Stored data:
========================================================================

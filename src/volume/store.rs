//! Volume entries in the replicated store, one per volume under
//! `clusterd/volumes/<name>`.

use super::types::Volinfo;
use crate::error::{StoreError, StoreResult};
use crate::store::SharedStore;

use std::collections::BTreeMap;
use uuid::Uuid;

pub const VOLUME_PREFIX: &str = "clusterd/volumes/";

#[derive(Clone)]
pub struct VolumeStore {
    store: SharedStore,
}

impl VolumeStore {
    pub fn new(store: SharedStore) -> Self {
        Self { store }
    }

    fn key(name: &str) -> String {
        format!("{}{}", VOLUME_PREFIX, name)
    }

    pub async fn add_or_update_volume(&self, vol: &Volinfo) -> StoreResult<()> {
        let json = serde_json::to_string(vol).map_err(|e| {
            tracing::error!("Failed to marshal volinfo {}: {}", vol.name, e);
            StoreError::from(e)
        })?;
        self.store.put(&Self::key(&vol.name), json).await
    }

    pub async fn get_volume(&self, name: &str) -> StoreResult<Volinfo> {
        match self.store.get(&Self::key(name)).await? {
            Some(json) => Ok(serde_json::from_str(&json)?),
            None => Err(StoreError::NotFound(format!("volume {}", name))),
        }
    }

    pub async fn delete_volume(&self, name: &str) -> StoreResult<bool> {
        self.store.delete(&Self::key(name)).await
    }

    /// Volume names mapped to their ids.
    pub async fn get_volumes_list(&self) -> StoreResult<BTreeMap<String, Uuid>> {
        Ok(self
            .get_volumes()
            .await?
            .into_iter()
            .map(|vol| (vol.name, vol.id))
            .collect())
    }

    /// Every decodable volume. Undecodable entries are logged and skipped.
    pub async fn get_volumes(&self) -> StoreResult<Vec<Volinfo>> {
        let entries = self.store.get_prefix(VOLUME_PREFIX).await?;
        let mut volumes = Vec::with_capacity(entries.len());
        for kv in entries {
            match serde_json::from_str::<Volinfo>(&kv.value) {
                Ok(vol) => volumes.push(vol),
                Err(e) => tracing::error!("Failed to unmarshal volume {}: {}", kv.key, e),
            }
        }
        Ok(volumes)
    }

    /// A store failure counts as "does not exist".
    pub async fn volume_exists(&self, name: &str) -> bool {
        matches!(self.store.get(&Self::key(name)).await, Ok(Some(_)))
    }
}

========================================================================

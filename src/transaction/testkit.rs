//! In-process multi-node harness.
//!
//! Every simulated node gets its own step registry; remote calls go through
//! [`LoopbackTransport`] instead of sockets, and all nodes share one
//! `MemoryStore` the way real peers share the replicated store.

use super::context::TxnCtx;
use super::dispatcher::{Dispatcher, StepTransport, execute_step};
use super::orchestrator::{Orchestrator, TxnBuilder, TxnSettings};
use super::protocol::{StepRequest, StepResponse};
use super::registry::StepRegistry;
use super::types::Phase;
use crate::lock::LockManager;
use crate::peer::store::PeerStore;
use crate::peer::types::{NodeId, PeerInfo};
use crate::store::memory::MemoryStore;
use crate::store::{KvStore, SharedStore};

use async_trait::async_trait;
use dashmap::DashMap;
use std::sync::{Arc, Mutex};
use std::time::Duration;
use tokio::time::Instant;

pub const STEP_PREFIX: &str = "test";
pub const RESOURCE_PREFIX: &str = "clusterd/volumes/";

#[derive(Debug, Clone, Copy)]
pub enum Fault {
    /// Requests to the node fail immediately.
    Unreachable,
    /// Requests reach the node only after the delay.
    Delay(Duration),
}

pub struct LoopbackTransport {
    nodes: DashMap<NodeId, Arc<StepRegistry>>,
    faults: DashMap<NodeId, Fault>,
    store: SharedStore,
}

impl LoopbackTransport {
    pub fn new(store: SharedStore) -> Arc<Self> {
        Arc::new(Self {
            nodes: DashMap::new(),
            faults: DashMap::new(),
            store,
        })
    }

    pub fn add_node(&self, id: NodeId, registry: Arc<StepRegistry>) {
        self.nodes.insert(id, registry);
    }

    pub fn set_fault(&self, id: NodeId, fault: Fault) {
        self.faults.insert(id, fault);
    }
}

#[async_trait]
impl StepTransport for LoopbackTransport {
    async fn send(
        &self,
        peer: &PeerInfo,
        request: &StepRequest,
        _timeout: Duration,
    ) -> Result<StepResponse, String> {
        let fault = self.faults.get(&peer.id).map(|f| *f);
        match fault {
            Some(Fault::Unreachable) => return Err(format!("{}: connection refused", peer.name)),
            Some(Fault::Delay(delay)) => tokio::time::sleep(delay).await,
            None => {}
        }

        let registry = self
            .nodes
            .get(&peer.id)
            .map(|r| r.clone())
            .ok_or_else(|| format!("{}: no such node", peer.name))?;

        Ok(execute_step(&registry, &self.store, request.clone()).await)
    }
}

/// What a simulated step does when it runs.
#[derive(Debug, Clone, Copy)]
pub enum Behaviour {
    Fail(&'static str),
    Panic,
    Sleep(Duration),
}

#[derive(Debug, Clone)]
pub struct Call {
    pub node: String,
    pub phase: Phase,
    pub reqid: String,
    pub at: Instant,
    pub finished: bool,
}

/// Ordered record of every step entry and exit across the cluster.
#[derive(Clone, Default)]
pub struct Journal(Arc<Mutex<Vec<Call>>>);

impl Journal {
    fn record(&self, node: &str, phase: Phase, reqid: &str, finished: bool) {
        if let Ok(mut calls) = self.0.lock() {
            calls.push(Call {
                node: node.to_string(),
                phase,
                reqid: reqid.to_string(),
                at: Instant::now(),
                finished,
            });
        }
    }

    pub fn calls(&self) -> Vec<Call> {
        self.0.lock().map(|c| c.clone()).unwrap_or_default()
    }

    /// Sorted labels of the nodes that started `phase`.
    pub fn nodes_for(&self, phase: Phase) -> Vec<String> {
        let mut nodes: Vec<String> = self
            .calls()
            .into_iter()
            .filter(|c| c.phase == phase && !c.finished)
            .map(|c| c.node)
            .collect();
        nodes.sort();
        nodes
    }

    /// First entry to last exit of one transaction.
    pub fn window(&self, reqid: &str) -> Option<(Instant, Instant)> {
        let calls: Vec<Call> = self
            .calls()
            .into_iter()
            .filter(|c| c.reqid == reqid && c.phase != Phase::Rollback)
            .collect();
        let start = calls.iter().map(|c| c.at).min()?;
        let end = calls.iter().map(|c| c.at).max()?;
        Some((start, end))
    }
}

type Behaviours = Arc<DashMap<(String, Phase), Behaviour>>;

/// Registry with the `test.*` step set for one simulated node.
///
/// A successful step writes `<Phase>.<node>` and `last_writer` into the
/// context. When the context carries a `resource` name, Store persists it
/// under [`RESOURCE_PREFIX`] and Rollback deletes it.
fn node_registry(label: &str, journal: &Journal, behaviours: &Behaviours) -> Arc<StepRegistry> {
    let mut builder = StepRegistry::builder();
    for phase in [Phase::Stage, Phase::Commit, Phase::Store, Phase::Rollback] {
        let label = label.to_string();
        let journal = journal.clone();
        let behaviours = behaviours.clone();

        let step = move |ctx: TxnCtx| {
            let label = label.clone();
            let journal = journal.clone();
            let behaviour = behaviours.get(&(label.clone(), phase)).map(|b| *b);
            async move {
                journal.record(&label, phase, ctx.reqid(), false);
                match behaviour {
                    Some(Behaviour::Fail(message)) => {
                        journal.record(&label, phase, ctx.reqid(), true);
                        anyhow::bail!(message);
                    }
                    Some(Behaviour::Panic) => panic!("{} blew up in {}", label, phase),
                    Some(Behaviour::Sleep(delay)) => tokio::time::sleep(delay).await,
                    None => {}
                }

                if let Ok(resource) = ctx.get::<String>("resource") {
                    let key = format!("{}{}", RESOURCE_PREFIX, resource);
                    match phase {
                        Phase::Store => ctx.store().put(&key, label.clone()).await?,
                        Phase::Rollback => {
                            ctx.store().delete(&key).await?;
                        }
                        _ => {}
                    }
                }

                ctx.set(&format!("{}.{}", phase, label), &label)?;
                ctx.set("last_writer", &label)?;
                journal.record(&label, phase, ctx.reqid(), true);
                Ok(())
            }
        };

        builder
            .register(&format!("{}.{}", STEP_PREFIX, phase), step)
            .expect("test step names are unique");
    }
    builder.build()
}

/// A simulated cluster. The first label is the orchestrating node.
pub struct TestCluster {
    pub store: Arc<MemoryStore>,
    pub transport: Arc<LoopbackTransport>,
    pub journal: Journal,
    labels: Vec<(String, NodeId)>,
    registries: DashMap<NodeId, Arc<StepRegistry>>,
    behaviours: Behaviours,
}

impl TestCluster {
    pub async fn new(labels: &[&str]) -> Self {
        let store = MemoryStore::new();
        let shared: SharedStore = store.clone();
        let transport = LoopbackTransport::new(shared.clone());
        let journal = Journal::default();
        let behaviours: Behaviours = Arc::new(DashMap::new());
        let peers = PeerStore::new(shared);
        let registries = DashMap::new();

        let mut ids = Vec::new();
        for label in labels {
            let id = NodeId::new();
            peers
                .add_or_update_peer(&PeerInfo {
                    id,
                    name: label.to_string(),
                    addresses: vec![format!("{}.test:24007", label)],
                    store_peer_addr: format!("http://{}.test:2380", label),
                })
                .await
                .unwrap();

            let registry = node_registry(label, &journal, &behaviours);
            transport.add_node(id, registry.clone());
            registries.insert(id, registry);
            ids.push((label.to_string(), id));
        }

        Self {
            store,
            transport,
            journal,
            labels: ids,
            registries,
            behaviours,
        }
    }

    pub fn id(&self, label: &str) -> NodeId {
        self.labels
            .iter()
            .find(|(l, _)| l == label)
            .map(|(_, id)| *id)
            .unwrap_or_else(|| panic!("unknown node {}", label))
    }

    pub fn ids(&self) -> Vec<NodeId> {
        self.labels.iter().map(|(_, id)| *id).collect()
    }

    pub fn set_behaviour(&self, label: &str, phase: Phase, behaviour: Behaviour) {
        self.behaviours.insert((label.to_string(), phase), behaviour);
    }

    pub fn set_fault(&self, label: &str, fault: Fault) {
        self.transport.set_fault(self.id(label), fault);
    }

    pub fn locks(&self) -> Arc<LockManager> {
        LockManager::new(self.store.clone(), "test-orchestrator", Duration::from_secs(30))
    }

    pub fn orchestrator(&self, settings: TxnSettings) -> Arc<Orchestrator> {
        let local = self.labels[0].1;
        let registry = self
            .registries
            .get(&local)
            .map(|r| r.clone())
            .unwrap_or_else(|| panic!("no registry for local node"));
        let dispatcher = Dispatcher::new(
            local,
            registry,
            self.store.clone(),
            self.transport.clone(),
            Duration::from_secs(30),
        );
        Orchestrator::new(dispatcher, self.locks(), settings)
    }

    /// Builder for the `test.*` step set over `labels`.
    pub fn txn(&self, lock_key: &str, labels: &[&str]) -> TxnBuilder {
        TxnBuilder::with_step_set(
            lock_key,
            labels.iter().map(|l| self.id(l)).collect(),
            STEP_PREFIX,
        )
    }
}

========================================================================

## What you will do
Retrieve each line from the records above where the word "StepResponse" occurs.

## Reply to the task
use super::protocol::{StepRequest, StepResponse};
    ) -> Result<StepResponse, String> {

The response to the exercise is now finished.